_Brief_. Every line of the data must be copied exactly.

_Provided information_.
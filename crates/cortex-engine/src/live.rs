//! Live indexing wiring
//!
//! Connects the filesystem watcher to the change processor and the change
//! processor to the indexer through explicit channels: the watcher
//! publishes into the processor's owned queue, and the processor's
//! dispatcher resolves to the indexer behind an async mutex (single writer
//! per repository).

use std::path::Path;
use std::sync::Arc;

use async_trait::async_trait;
use parking_lot::Mutex;
use tracing::info;

use cortex_config::CortexConfig;
use cortex_core::{ChangeKind, IndexingPriority};
use cortex_watch::{
    spawn_processor, ActivityConfig, ActivityDetector, ChangeProcessorHandle, FileWatcher,
    IndexDispatcher, ProcessorConfig, ProcessorStats, WatcherConfig,
};

use crate::error::Result;
use crate::indexer::CodebaseIndexer;

/// Running live pipeline for one repository. Dropping it stops the watcher;
/// [`LiveIndexer::shutdown`] also drains the processor.
pub struct LiveIndexer {
    _watcher: FileWatcher,
    processor: ChangeProcessorHandle,
}

impl LiveIndexer {
    /// Start watching `repo_path` and feeding changes into `indexer`.
    pub fn start(
        repo_path: &Path,
        indexer: Arc<tokio::sync::Mutex<CodebaseIndexer>>,
        config: &CortexConfig,
    ) -> Result<Self> {
        let activity = Arc::new(Mutex::new(ActivityDetector::new(ActivityConfig::default())));

        let processor = spawn_processor(
            ProcessorConfig {
                debounce_ms: config.live_indexer.debounce_ms,
                max_queue_size: config.change_processor.max_queue_size,
                max_concurrent_files: config.live_indexer.max_concurrent_files,
                batch_size: config.live_indexer.batch_size,
                suspend_on_high_activity: config.live_indexer.suspend_on_high_activity,
            },
            Arc::new(IndexerDispatcher { indexer }),
            activity,
        );

        let watcher = FileWatcher::start(
            repo_path,
            WatcherConfig {
                enable_content_analysis: config.live_indexer.enable_content_analysis,
                analysis_threshold: config.live_indexer.analysis_threshold,
                max_file_size: config.staging.max_file_size_kb * 1024,
            },
            processor.sender(),
        )?;

        info!("Live indexing started for {:?}", repo_path);
        Ok(Self {
            _watcher: watcher,
            processor,
        })
    }

    pub fn stats(&self) -> ProcessorStats {
        self.processor.stats()
    }

    /// Stop watching and drain in-flight batches.
    pub async fn shutdown(self) {
        drop(self._watcher);
        self.processor.shutdown().await;
    }
}

/// Routes processed batches into the indexer.
struct IndexerDispatcher {
    indexer: Arc<tokio::sync::Mutex<CodebaseIndexer>>,
}

#[async_trait]
impl IndexDispatcher for IndexerDispatcher {
    async fn remove_file(&self, relative_path: &str) {
        self.indexer.lock().await.remove_file(relative_path).await;
    }

    async fn reindex_file(&self, relative_path: &str, _priority: IndexingPriority) {
        self.indexer
            .lock()
            .await
            .handle_file_change(relative_path, ChangeKind::Change)
            .await;
    }
}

_Reply_.
filename crates/cortex-engine/src/live.rs
//! Live indexing wiring
//!
//! Connects the filesystem watcher to the change processor and the change
//! processor to the indexer through explicit channels: the watcher
//! publishes into the processor's owned queue, and the processor's
//! dispatcher resolves to the indexer behind an async mutex (single writer
//! per repository).

use std::path::Path;
use std::sync::Arc;

use async_trait::async_trait;
use parking_lot::Mutex;
use tracing::info;

use cortex_config::CortexConfig;
use cortex_core::{ChangeKind, IndexingPriority};
use cortex_watch::{
    spawn_processor, ActivityConfig, ActivityDetector, ChangeProcessorHandle, FileWatcher,
    IndexDispatcher, ProcessorConfig, ProcessorStats, WatcherConfig,
};

use crate::error::Result;
use crate::indexer::CodebaseIndexer;

/// Running live pipeline for one repository. Dropping it stops the watcher;
/// [`LiveIndexer::shutdown`] also drains the processor.
pub struct LiveIndexer {
    _watcher: FileWatcher,
    processor: ChangeProcessorHandle,
}

impl LiveIndexer {
    /// Start watching `repo_path` and feeding changes into `indexer`.
    pub fn start(
        repo_path: &Path,
        indexer: Arc<tokio::sync::Mutex<CodebaseIndexer>>,
        config: &CortexConfig,
    ) -> Result<Self> {
        let activity = Arc::new(Mutex::new(ActivityDetector::new(ActivityConfig::default())));

        let processor = spawn_processor(
            ProcessorConfig {
                debounce_ms: config.live_indexer.debounce_ms,
                max_queue_size: config.change_processor.max_queue_size,
                max_concurrent_files: config.live_indexer.max_concurrent_files,
                batch_size: config.live_indexer.batch_size,
                suspend_on_high_activity: config.live_indexer.suspend_on_high_activity,
            },
            Arc::new(IndexerDispatcher { indexer }),
            activity,
        );

        let watcher = FileWatcher::start(
            repo_path,
            WatcherConfig {
                enable_content_analysis: config.live_indexer.enable_content_analysis,
                analysis_threshold: config.live_indexer.analysis_threshold,
                max_file_size: config.staging.max_file_size_kb * 1024,
            },
            processor.sender(),
        )?;

        info!("Live indexing started for {:?}", repo_path);
        Ok(Self {
            _watcher: watcher,
            processor,
        })
    }

    pub fn stats(&self) -> ProcessorStats {
        self.processor.stats()
    }

    /// Stop watching and drain in-flight batches.
    pub async fn shutdown(self) {
        drop(self._watcher);
        self.processor.shutdown().await;
    }
}

/// Routes processed batches into the indexer.
struct IndexerDispatcher {
    indexer: Arc<tokio::sync::Mutex<CodebaseIndexer>>,
}

#[async_trait]
impl IndexDispatcher for IndexerDispatcher {
    async fn remove_file(&self, relative_path: &str) {
        self.indexer.lock().await.remove_file(relative_path).await;
    }

    async fn reindex_file(&self, relative_path: &str, _priority: IndexingPriority) {
        self.indexer
            .lock()
            .await
            .handle_file_change(relative_path, ChangeKind::Change)
            .await;
    }
}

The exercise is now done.